O monitoramento eletrônico de medidas protetivas levou 12 agressores à prisão no Distrito Federal em 2026 por descumprimento de determinações judiciais. O programa da Secretaria de Segurança Pública (SSP-DF) acompanha atualmente 183 pessoas — 81 agressores com tornozeleira e 102 vítimas com o dispositivo móvel de pessoas protegidas (DMPP).
Desde 2021, quando foi criado, o serviço já acompanhou cerca de 4.000 pessoas. A operação é 24 horas e funciona no Centro Integrado de Operações de Brasília (Ciob), com equipes das polícias Militar e Civil. Há 800 dispositivos móveis para vítimas e 400 tornozeleiras disponíveis.

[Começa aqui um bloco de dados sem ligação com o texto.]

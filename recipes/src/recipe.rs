use std::cmp::Ordering;
use std::hash::{Hash, Hasher};

use chrono::{DateTime, Utc};

use crate::{
    date::CreatedOn,
    error::DomainError,
    ids::{AuthorId, CategoryId, RecipeId},
    nutrition::Nutrition,
    review::Review,
};

const NOT_SPECIFIED: &str = "Not specified";

/// The central entity of the catalog.
///
/// A recipe references its author and category by id and owns its reviews.
/// The rating is derived: it always equals the mean of the owned reviews'
/// ratings rounded to one decimal, recomputed on every add/remove, and is
/// `None` while there are no reviews.
#[derive(Debug, Clone)]
pub struct Recipe {
    id: RecipeId,
    name: String,
    author: AuthorId,
    cook_time: u32,
    preparation_time: u32,
    created: DateTime<Utc>,
    description: String,
    images: Vec<String>,
    category: Option<CategoryId>,
    ingredient_quantities: Vec<String>,
    ingredients: Vec<String>,
    rating: Option<f64>,
    nutrition: Option<Nutrition>,
    servings: String,
    recipe_yield: String,
    instructions: Vec<String>,
    reviews: Vec<Review>,
}

fn normalized_text(value: &str) -> String {
    let value = value.trim();

    if value.is_empty() {
        NOT_SPECIFIED.to_string()
    } else {
        value.to_string()
    }
}

impl Recipe {
    /// Creates a recipe with the three required attributes; everything else
    /// starts at its default and can be filled in with the `with_*`
    /// builders.
    pub fn new(id: RecipeId, name: &str, author: AuthorId) -> Result<Self, DomainError> {
        if id.get() == 0 {
            return Err(DomainError::NonPositiveId);
        }

        let name = name.trim();
        if name.is_empty() {
            return Err(DomainError::EmptyField("name"));
        }

        Ok(Self {
            id,
            name: name.to_string(),
            author,
            cook_time: 0,
            preparation_time: 0,
            created: Utc::now(),
            description: String::new(),
            images: Vec::new(),
            category: None,
            ingredient_quantities: Vec::new(),
            ingredients: Vec::new(),
            rating: None,
            nutrition: None,
            servings: NOT_SPECIFIED.to_string(),
            recipe_yield: NOT_SPECIFIED.to_string(),
            instructions: Vec::new(),
            reviews: Vec::new(),
        })
    }

    #[must_use]
    pub fn with_cook_time(mut self, minutes: u32) -> Self {
        self.cook_time = minutes;
        self
    }

    #[must_use]
    pub fn with_preparation_time(mut self, minutes: u32) -> Self {
        self.preparation_time = minutes;
        self
    }

    #[must_use]
    pub fn with_created(mut self, created: DateTime<Utc>) -> Self {
        self.created = created;
        self
    }

    #[must_use]
    pub fn with_description(mut self, description: &str) -> Self {
        self.description = description.trim().to_string();
        self
    }

    #[must_use]
    pub fn with_images(mut self, images: Vec<String>) -> Self {
        self.images = images;
        self
    }

    #[must_use]
    pub fn with_category(mut self, category: CategoryId) -> Self {
        self.category = Some(category);
        self
    }

    #[must_use]
    pub fn with_ingredient_quantities(mut self, quantities: Vec<String>) -> Self {
        self.ingredient_quantities = quantities;
        self
    }

    #[must_use]
    pub fn with_ingredients(mut self, ingredients: Vec<String>) -> Self {
        self.ingredients = ingredients;
        self
    }

    #[must_use]
    pub fn with_nutrition(mut self, nutrition: Nutrition) -> Self {
        self.nutrition = Some(nutrition);
        self
    }

    #[must_use]
    pub fn with_servings(mut self, servings: &str) -> Self {
        self.servings = normalized_text(servings);
        self
    }

    #[must_use]
    pub fn with_recipe_yield(mut self, recipe_yield: &str) -> Self {
        self.recipe_yield = normalized_text(recipe_yield);
        self
    }

    #[must_use]
    pub fn with_instructions(mut self, instructions: Vec<String>) -> Self {
        self.instructions = instructions;
        self
    }

    pub fn id(&self) -> RecipeId {
        self.id
    }

    pub fn name(&self) -> &str {
        &self.name
    }

    pub fn author(&self) -> AuthorId {
        self.author
    }

    pub fn cook_time(&self) -> u32 {
        self.cook_time
    }

    pub fn set_cook_time(&mut self, minutes: u32) {
        self.cook_time = minutes;
    }

    pub fn preparation_time(&self) -> u32 {
        self.preparation_time
    }

    pub fn set_preparation_time(&mut self, minutes: u32) {
        self.preparation_time = minutes;
    }

    pub fn created(&self) -> DateTime<Utc> {
        self.created
    }

    pub fn set_created(&mut self, created: DateTime<Utc>) {
        self.created = created;
    }

    pub fn description(&self) -> &str {
        &self.description
    }

    pub fn set_description(&mut self, description: &str) {
        self.description = description.trim().to_string();
    }

    pub fn images(&self) -> &[String] {
        &self.images
    }

    pub fn set_images(&mut self, images: Vec<String>) {
        self.images = images;
    }

    pub fn category(&self) -> Option<CategoryId> {
        self.category
    }

    pub fn set_category(&mut self, category: Option<CategoryId>) {
        self.category = category;
    }

    pub fn ingredient_quantities(&self) -> &[String] {
        &self.ingredient_quantities
    }

    pub fn ingredients(&self) -> &[String] {
        &self.ingredients
    }

    pub fn rating(&self) -> Option<f64> {
        self.rating
    }

    /// Overrides the derived rating. The next review add/remove recomputes
    /// it from the reviews again.
    pub fn set_rating(&mut self, rating: Option<f64>) -> Result<(), DomainError> {
        if let Some(r) = rating {
            if !(0.0..=5.0).contains(&r) {
                return Err(DomainError::RatingOutOfRange(r));
            }
        }

        self.rating = rating;

        Ok(())
    }

    pub fn nutrition(&self) -> Option<&Nutrition> {
        self.nutrition.as_ref()
    }

    pub fn set_nutrition(&mut self, nutrition: Option<Nutrition>) {
        self.nutrition = nutrition;
    }

    pub fn servings(&self) -> &str {
        &self.servings
    }

    pub fn set_servings(&mut self, servings: &str) {
        self.servings = normalized_text(servings);
    }

    pub fn recipe_yield(&self) -> &str {
        &self.recipe_yield
    }

    pub fn set_recipe_yield(&mut self, recipe_yield: &str) {
        self.recipe_yield = normalized_text(recipe_yield);
    }

    pub fn instructions(&self) -> &[String] {
        &self.instructions
    }

    pub fn set_instructions(&mut self, instructions: Vec<String>) {
        self.instructions = instructions;
    }

    /// Reviews in the order they were added. Duplicates are allowed here;
    /// uniqueness is a concern of the user's favourites, not of reviews.
    pub fn reviews(&self) -> &[Review] {
        &self.reviews
    }

    /// Attaches a review and recomputes the rating.
    ///
    /// The review must actually reference this recipe; a review written for
    /// another recipe is rejected before anything changes.
    pub fn add_review(&mut self, review: Review) -> Result<(), DomainError> {
        if review.recipe() != self.id {
            return Err(DomainError::ForeignReview {
                expected: self.id,
                found: review.recipe(),
            });
        }

        self.reviews.push(review);
        self.update_rating();

        Ok(())
    }

    /// Removes the first review equal to `review` and recomputes the
    /// rating.
    pub fn remove_review(&mut self, review: &Review) -> Result<(), DomainError> {
        let position = self
            .reviews
            .iter()
            .position(|r| r == review)
            .ok_or(DomainError::ReviewNotFound)?;

        self.reviews.remove(position);
        self.update_rating();

        Ok(())
    }

    #[allow(clippy::cast_precision_loss)]
    fn update_rating(&mut self) {
        if self.reviews.is_empty() {
            self.rating = None;
            return;
        }

        let sum: f64 = self.reviews.iter().map(Review::rating).sum();
        let mean = sum / self.reviews.len() as f64;

        self.rating = Some((mean * 10.0).round() / 10.0);
    }
}

impl CreatedOn for Recipe {
    fn created_on(&self) -> DateTime<Utc> {
        self.created
    }
}

impl PartialEq for Recipe {
    fn eq(&self, other: &Self) -> bool {
        self.id == other.id
    }
}

impl Eq for Recipe {}

impl Hash for Recipe {
    fn hash<H: Hasher>(&self, state: &mut H) {
        self.id.hash(state);
    }
}

impl PartialOrd for Recipe {
    fn partial_cmp(&self, other: &Self) -> Option<Ordering> {
        Some(self.cmp(other))
    }
}

impl Ord for Recipe {
    fn cmp(&self, other: &Self) -> Ordering {
        self.id.cmp(&other.id)
    }
}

“Até hoje, nenhuma vítima monitorada teve a integridade física violada. Isso demonstra 100% de efetividade do programa — o monitoramento funciona e salva vidas”, afirmou Andrea Boanova, diretora de Monitoramento de Pessoas Protegidas da SSP-DF.
O tempo médio entre o alerta e a prisão do agressor que invade a zona restrita é de 8 a 12 minutos. As vítimas recebem também apoio psicossocial e jurídico da Secretaria da Mulher. Denúncias podem ser feitas pelos canais 190 (Polícia Militar) e 180 (Central Nacional de Atendimento à Mulher).